This product can be stored in an apartment.

Boil the required broth, add potatoes, then cabbage. Add borscht dressing a couple of minutes before cooking.

Borscht dressing from Alla Kovalchuk

The Master Chef contestant is known for her practical advice and proven recipes. Her version of canned dressing for the winter is designed for use in preparing borscht in a large family-style saucepan. The result will be 700-1000 grams of excellent borscht dressing for the famous Ukrainian borscht.

What products should be prepared:

  • 200 grams of carrots, onions, bell peppers, herbs;
  • 600 grams of beets;
  • 100 grams of water;
  • 50 grams of oil for frying;
  • 2 teaspoons salt;
  • 1 tablespoon sugar;
  • 30 ml apple cider vinegar.

How to prepare the dressing:

  1. Grate the carrots and beets separately.
  2. Chop the pepper and onion into small cubes.
  3. Grind the tomatoes into puree in a meat grinder or food processor.
  4. Finely chop the greens.
  5. Fry the onion in oil in a deep frying pan until translucent.
  6. Add carrots to it, add oil and saute under the lid for about 5 minutes.
  7. Mix beets with vinegar and add to onions and carrots.
  8. Simmer the vegetables covered for 5 minutes.
  9. Add salt and sugar, mix thoroughly.
  10. Add the pepper cubes and herbs, stir again and simmer under the lid for a couple of minutes.
  11. Pour in the puree and add water if necessary.
  12. Simmer the dressing for 30 minutes, stirring.
  13. Place into prepared portioned jars and seal.
  14. Place closed jars on their sides and roll them on the table to evenly distribute the resulting liquid.
  15. Remove the twist for storage.

This preparation is also perfect cold as a winter snack.

Already read: 61604 times

Pre-prepared dressings and vegetable preparations for homemade borscht significantly save your time and money. Better yet, make a couple of jars of ready-made borscht for the winter! We cooked the broth, added potatoes and dressing or preparation, stirred and added salt if necessary. The borscht is almost ready! How to make the right dressings and preparations for borscht from vegetables, prepare borscht for the winter watch and read further.

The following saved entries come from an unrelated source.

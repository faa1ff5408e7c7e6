//! Application-level utilities.

#[allow(clippy::module_inception)]
mod app;

pub use app::{App, AppContext, AppError, AppMigrationContext, Result};
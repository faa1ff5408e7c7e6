//! Access tokens for the Box API.
//!
//! A [`TokenProvider`] hands out bearer tokens. Two providers exist: a fixed
//! developer token, and the OAuth2 client-credentials grant, which keeps the
//! current token until shortly before it expires.

use std::time::{Duration, Instant};

use async_trait::async_trait;
use reqwest::Client;
use serde::Deserialize;
use tokio::sync::Mutex;
use tracing::debug;

use crate::remote::error::{RemoteError, Result};

/// Tokens are refreshed this long before the provider says they expire.
const REFRESH_MARGIN: Duration = Duration::from_secs(60);

/// Source of bearer tokens for API requests.
#[async_trait]
pub trait TokenProvider: Send + Sync {
    /// Return a token that is valid right now.
    async fn access_token(&self) -> Result<String>;
}

/// A fixed token, such as a developer token from the app console.
pub struct StaticToken {
    token: String,
}

impl StaticToken {
    pub fn new(token: impl Into<String>) -> Self {
        Self {
            token: token.into(),
        }
    }
}

#[async_trait]
impl TokenProvider for StaticToken {
    async fn access_token(&self) -> Result<String> {
        Ok(self.token.clone())
    }
}

/// Who the client-credentials grant acts as.
#[derive(Debug, Clone, PartialEq, Eq)]
pub enum Subject {
    /// The enterprise's service account, by enterprise id.
    Enterprise(String),
    /// A managed user, by user id.
    User(String),
}

impl Subject {
    fn subject_type(&self) -> &'static str {
        match self {
            Subject::Enterprise(_) => "enterprise",
            Subject::User(_) => "user",
        }
    }

    fn subject_id(&self) -> &str {
        match self {
            Subject::Enterprise(id) | Subject::User(id) => id,
        }
    }
}

#[derive(Deserialize)]
struct TokenResponse {
    access_token: String,
    #[serde(default)]
    expires_in: Option<u64>,
}

#[derive(Deserialize)]
struct TokenErrorResponse {
    error: String,
    #[serde(default)]
    error_description: Option<String>,
}

struct CachedToken {
    access_token: String,
    refresh_at: Instant,
}

/// OAuth2 client-credentials grant against the provider's token endpoint.
pub struct ClientCredentials {
    http: Client,
    token_url: String,
    client_id: String,
    client_secret: String,
    subject: Subject,
    cached: Mutex<Option<CachedToken>>,
}

impl ClientCredentials {
    pub fn new(
        http: Client,
        token_url: impl Into<String>,
        client_id: impl Into<String>,
        client_secret: impl Into<String>,
        subject: Subject,
    ) -> Self {
        Self {
            http,
            token_url: token_url.into(),
            client_id: client_id.into(),
            client_secret: client_secret.into(),
            subject,
            cached: Mutex::new(None),
        }
    }

    async fn request_token(&self) -> Result<CachedToken> {
        debug!(
            subject_type = self.subject.subject_type(),
            subject_id = self.subject.subject_id(),
            "requesting access token"
        );

        let response = self
            .http
            .post(&self.token_url)
            .form(&[
                ("grant_type", "client_credentials"),
                ("client_id", self.client_id.as_str()),
                ("client_secret", self.client_secret.as_str()),
                ("box_subject_type", self.subject.subject_type()),
                ("box_subject_id", self.subject.subject_id()),
            ])
            .send()
            .await?;

        let status = response.status();
        let body = response.text().await?;
        if !status.is_success() {
            return Err(parse_token_error(status.as_u16(), &body));
        }

        let token: TokenResponse = serde_json::from_str(&body)
            .map_err(|e| RemoteError::InvalidResponse(format!("token response: {}", e)))?;
        let lifetime = Duration::from_secs(token.expires_in.unwrap_or(0));

        Ok(CachedToken {
            access_token: token.access_token,
            refresh_at: Instant::now() + lifetime.saturating_sub(REFRESH_MARGIN),
        })
    }
}

#[async_trait]
impl TokenProvider for ClientCredentials {
    async fn access_token(&self) -> Result<String> {
        let mut cached = self.cached.lock().await;
        if let Some(token) = cached.as_ref() {
            if Instant::now() < token.refresh_at {
                return Ok(token.access_token.clone());
            }
        }

        let token = self.request_token().await?;
        let access_token = token.access_token.clone();
        *cached = Some(token);
        Ok(access_token)
    }
}

/// Turn a failed token response into an `Auth` error.
fn parse_token_error(status: u16, body: &str) -> RemoteError {
    match serde_json::from_str::<TokenErrorResponse>(body) {
        Ok(err) => match err.error_description {
            Some(description) => RemoteError::Auth(format!("{}: {}", err.error, description)),
            None => RemoteError::Auth(err.error),
        },
        Err(_) => RemoteError::Auth(format!("token endpoint returned status {}", status)),
    }
}

#[cfg(test)]
mod tests {
    use super::*;

    #[tokio::test]
    async fn test_static_token() {
        let provider = StaticToken::new("dev-token");
        assert_eq!(provider.access_token().await.unwrap(), "dev-token");
    }

    #[test]
    fn test_subject_form_values() {
        let subject = Subject::User("3668833979".to_string());
        assert_eq!(subject.subject_type(), "user");
        assert_eq!(subject.subject_id(), "3668833979");

        let subject = Subject::Enterprise("42".to_string());
        assert_eq!(subject.subject_type(), "enterprise");
        assert_eq!(subject.subject_id(), "42");
    }

    #[test]
    fn test_parse_token_error_with_description() {
        let err = parse_token_error(
            400,
            r#"{"error":"invalid_client","error_description":"The client credentials are invalid"}"#,
        );
        match err {
            RemoteError::Auth(msg) => {
                assert_eq!(msg, "invalid_client: The client credentials are invalid")
            }
            other => panic!("unexpected error: {:?}", other),
        }
    }

    #[test]
    fn test_parse_token_error_unparseable_body() {
        let err = parse_token_error(502, "<html>bad gateway</html>");
        match err {
            RemoteError::Auth(msg) => assert!(msg.contains("502")),
            other => panic!("unexpected error: {:?}", other),
        }
    }
}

Recipes for borscht dressings

Recipe for borscht dressing "Lazy borscht"

Ingredients:

  • 1 kg cabbage
  • 1 kg beets
  • 1 kg tomatoes
  • 1 kg onions
  • 2 kg carrots
  • 2.5 tbsp. l. salt
  • 0.5 tbsp. Sahara
  • 1 tbsp. vegetable oil
  • 1 tbsp. vinegar 6%

Cooking method:

  1. Wash and cut the vegetables. Tomatoes in slices, onions in thin half rings, cabbage in strips. Grate carrots and beets.
  2. Place the vegetables in a saucepan, add all the spices except vinegar.
  3. Place the kettle on the fire and bring to a boil.
  4. Simmer for 10 minutes, stir and add vinegar.
  5. Cook the borscht for another 10-15 minutes.
  6. Sterilize jars for soup and fill them with hot stock.
  7. Roll up the jars, wrap and cool. Put away for storage.
  8. To prepare borscht, cook the meat broth with potatoes, put a 0.5 liter jar in a saucepan and bring the soup to readiness. Salt to taste and add herbs.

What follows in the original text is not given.